To all professors—liberal, conservative, libertarian, socialist, communist, or anarchist—two plus two is four, H2O is water, e equals mc2, the planets revolve around the sun, and the sun is not the center of the universe.

Professors teach what is known in their own subject-matter fields. How would knowing what their voter registration cards say further the conservative-liberal debate? (I even doubt that anything that can truly be called a debate exists.) There are just a small number of academic departments where a professor's political beliefs might influence his teaching. Notice, I wrote "might." Most professors, at least the good ones, can easily present the best arguments used by both sides with equal vigor. They can also present the criticisms. For some unknown reason it is assumed by the right that a scholar's beliefs trump his knowledge. Is that because their beliefs trump their knowledge? True believers already know it all; they can't be taught. The university is not a place in which they are comfortable because questioning their beliefs generates distress and places their self-interests in jeopardy.

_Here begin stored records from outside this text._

//! Production-kind tags of the Og grammar

use serde::{Deserialize, Serialize};
use std::fmt;

macro_rules! syntax_kinds {
    ($($(#[$meta:meta])* $variant:ident => $name:literal,)*) => {
        /// Closed set of parse-tree node kinds
        ///
        /// One variant per grammar production, plus the token kinds the
        /// lowering engine reads directly.
        #[derive(Debug, Clone, Copy, PartialEq, Eq, Hash, Serialize, Deserialize)]
        #[serde(rename_all = "snake_case")]
        pub enum SyntaxKind {
            $($(#[$meta])* $variant,)*
        }

        impl SyntaxKind {
            /// Every kind, in declaration order
            pub const ALL: &'static [Self] = &[$(Self::$variant,)*];

            /// Grammar name of this kind (`if_stmt`, `primary_expr`, ...)
            pub const fn name(self) -> &'static str {
                match self {
                    $(Self::$variant => $name,)*
                }
            }

            /// Looks a kind up by its grammar name
            pub fn from_name(name: &str) -> Option<Self> {
                match name {
                    $($name => Some(Self::$variant),)*
                    _ => None,
                }
            }
        }
    };
}

syntax_kinds! {
    /// Identifier token
    Identifier => "identifier",
    /// String literal token (struct tags, import paths)
    StringLit => "string_lit",
    /// The receiver keyword (`this` / `@`)
    This => "this",
    /// End of input
    Eof => "eof",
    /// Any other keyword, punctuation or operator token
    Token => "token",

    /// `source_file` production
    SourceFile => "source_file",
    /// `package_clause` production
    PackageClause => "package_clause",
    /// `import_decl` production
    ImportDecl => "import_decl",
    /// `import_body` production
    ImportBody => "import_body",
    /// `import_spec` production
    ImportSpec => "import_spec",
    /// `import_path` production
    ImportPath => "import_path",
    /// `top_level_decl` production
    TopLevelDecl => "top_level_decl",
    /// `declaration` production
    Declaration => "declaration",
    /// `const_decl` production
    ConstDecl => "const_decl",
    /// `const_spec` production
    ConstSpec => "const_spec",
    /// `identifier_list` production
    IdentifierList => "identifier_list",
    /// `expression_list` production
    ExpressionList => "expression_list",
    /// `type_decl` production
    TypeDecl => "type_decl",
    /// `type_spec` production
    TypeSpec => "type_spec",
    /// `function_decl` production
    FunctionDecl => "function_decl",
    /// `function` production
    Function => "function",
    /// `method_decl` production
    MethodDecl => "method_decl",
    /// `receiver` production
    Receiver => "receiver",
    /// `var_decl` production
    VarDecl => "var_decl",
    /// `var_spec` production
    VarSpec => "var_spec",
    /// `block` production
    Block => "block",
    /// `statement_list` production
    StatementList => "statement_list",
    /// `statement` production
    Statement => "statement",
    /// `simple_stmt` production
    SimpleStmt => "simple_stmt",
    /// `send_stmt` production
    SendStmt => "send_stmt",
    /// `inc_dec_stmt` production
    IncDecStmt => "inc_dec_stmt",
    /// `assignment` production
    Assignment => "assignment",
    /// `assign_op` production
    AssignOp => "assign_op",
    /// `short_var_decl` production
    ShortVarDecl => "short_var_decl",
    /// `empty_stmt` production
    EmptyStmt => "empty_stmt",
    /// `labeled_stmt` production
    LabeledStmt => "labeled_stmt",
    /// `return_stmt` production
    ReturnStmt => "return_stmt",
    /// `break_stmt` production
    BreakStmt => "break_stmt",
    /// `continue_stmt` production
    ContinueStmt => "continue_stmt",
    /// `goto_stmt` production
    GotoStmt => "goto_stmt",
    /// `fallthrough_stmt` production
    FallthroughStmt => "fallthrough_stmt",
    /// `defer_stmt` production
    DeferStmt => "defer_stmt",
    /// `if_stmt` production
    IfStmt => "if_stmt",
    /// `switch_stmt` production
    SwitchStmt => "switch_stmt",
    /// `expr_switch_stmt` production
    ExprSwitchStmt => "expr_switch_stmt",
    /// `expr_case_clause` production
    ExprCaseClause => "expr_case_clause",
    /// `expr_switch_case` production
    ExprSwitchCase => "expr_switch_case",
    /// `type_switch_stmt` production
    TypeSwitchStmt => "type_switch_stmt",
    /// `type_switch_guard` production
    TypeSwitchGuard => "type_switch_guard",
    /// `type_case_clause` production
    TypeCaseClause => "type_case_clause",
    /// `type_switch_case` production
    TypeSwitchCase => "type_switch_case",
    /// `type_list` production
    TypeList => "type_list",
    /// `select_stmt` production
    SelectStmt => "select_stmt",
    /// `comm_clause` production
    CommClause => "comm_clause",
    /// `comm_case` production
    CommCase => "comm_case",
    /// `recv_stmt` production
    RecvStmt => "recv_stmt",
    /// `for_stmt` production
    ForStmt => "for_stmt",
    /// `for_clause` production
    ForClause => "for_clause",
    /// `range_clause` production
    RangeClause => "range_clause",
    /// `go_stmt` production
    GoStmt => "go_stmt",
    /// `type` production
    Type => "type",
    /// `type_name` production
    TypeName => "type_name",
    /// `type_lit` production
    TypeLit => "type_lit",
    /// `array_type` production
    ArrayType => "array_type",
    /// `array_length` production
    ArrayLength => "array_length",
    /// `element_type` production
    ElementType => "element_type",
    /// `pointer_type` production
    PointerType => "pointer_type",
    /// `interface_type` production
    InterfaceType => "interface_type",
    /// `slice_type` production
    SliceType => "slice_type",
    /// `map_type` production
    MapType => "map_type",
    /// `channel_type` production
    ChannelType => "channel_type",
    /// `channel_decl` production
    ChannelDecl => "channel_decl",
    /// `method_spec` production
    MethodSpec => "method_spec",
    /// `function_type` production
    FunctionType => "function_type",
    /// `signature` production
    Signature => "signature",
    /// `template_spec` production
    TemplateSpec => "template_spec",
    /// `result` production
    Result => "result",
    /// `parameters` production
    Parameters => "parameters",
    /// `parameter_list` production
    ParameterList => "parameter_list",
    /// `parameter_decl` production
    ParameterDecl => "parameter_decl",
    /// `rest_op` production
    RestOp => "rest_op",
    /// `operand` production
    Operand => "operand",
    /// `literal` production
    Literal => "literal",
    /// `basic_lit` production
    BasicLit => "basic_lit",
    /// `operand_name` production
    OperandName => "operand_name",
    /// `qualified_ident` production
    QualifiedIdent => "qualified_ident",
    /// `composite_lit` production
    CompositeLit => "composite_lit",
    /// `literal_type` production
    LiteralType => "literal_type",
    /// `literal_value` production
    LiteralValue => "literal_value",
    /// `element_list` production
    ElementList => "element_list",
    /// `keyed_element` production
    KeyedElement => "keyed_element",
    /// `key` production
    Key => "key",
    /// `element` production
    Element => "element",
    /// `struct_type` production
    StructType => "struct_type",
    /// `field_decl` production
    FieldDecl => "field_decl",
    /// `inline_struct_method` production
    InlineStructMethod => "inline_struct_method",
    /// `anonymous_field` production
    AnonymousField => "anonymous_field",
    /// `function_lit` production
    FunctionLit => "function_lit",
    /// `primary_expr` production
    PrimaryExpr => "primary_expr",
    /// `secondary_expr` production
    SecondaryExpr => "secondary_expr",
    /// `selector` production
    Selector => "selector",
    /// `index` production
    Index => "index",
    /// `slice` production
    Slice => "slice",
    /// `type_assertion` production
    TypeAssertion => "type_assertion",
    /// `arguments` production
    Arguments => "arguments",
    /// `method_expr` production
    MethodExpr => "method_expr",
    /// `receiver_type` production
    ReceiverType => "receiver_type",
    /// `expression` production
    Expression => "expression",
    /// `unary_expr` production
    UnaryExpr => "unary_expr",
    /// `conversion` production
    Conversion => "conversion",
    /// Statement terminator (`;`, newline or end of input)
    Eos => "eos",
    /// A single statement or top-level declaration evaluated on its own
    Interp => "interp",
}

impl SyntaxKind {
    /// Whether this kind is a leaf token rather than a grammar production
    pub const fn is_token(self) -> bool {
        matches!(
            self,
            Self::Identifier | Self::StringLit | Self::This | Self::Eof | Self::Token
        )
    }
}

impl fmt::Display for SyntaxKind {
    fn fmt(&self, formatter: &mut fmt::Formatter<'_>) -> fmt::Result {
        formatter.write_str(self.name())
    }
}

#[cfg(test)]
mod tests {
    use super::*;

    #[test]
    fn names_round_trip() {
        for kind in SyntaxKind::ALL {
            assert_eq!(SyntaxKind::from_name(kind.name()), Some(*kind));
        }
        assert_eq!(SyntaxKind::from_name("if_statement"), None);
    }

    #[test]
    fn serde_names_match_grammar_names() {
        for kind in SyntaxKind::ALL {
            let json = serde_json_name(*kind);
            assert_eq!(json, kind.name(), "serde name of {kind:?}");
        }
    }

    #[test]
    fn tokens_are_leaves() {
        assert!(SyntaxKind::Identifier.is_token());
        assert!(SyntaxKind::Eof.is_token());
        assert!(!SyntaxKind::Eos.is_token());
        assert!(!SyntaxKind::PrimaryExpr.is_token());
    }

    fn serde_json_name(kind: SyntaxKind) -> String {
        let value = serde_json::to_value(kind).unwrap();
        value.as_str().unwrap().to_string()
    }
}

The Western World's ideal of education stems from Classical Greece where Plato started the first real university. His ideals were the search and dissemination of truth, goodness, and beauty. If you study Plato's Dialogues you will discover just how hard he was on people's beliefs. He used the character of Socrates to demolish them.

Those who believe that universities should include the teaching of beliefs and ideologies are advocating the conversion of the university into what is called, in the Middle East, a madrassa. Americans of late have been very hard on madrasses, complaining that they teach the ideology of Islamic jihad. Yes, they do. Which ideology of jihad does the American right want the American university to teach?

True believers never discover truth. It is only discovered by doubting what is commonly believed and trying to either verify or refute it. In that light, much ideology is not worth bothering about; no evidence can be offered for it one way or the other.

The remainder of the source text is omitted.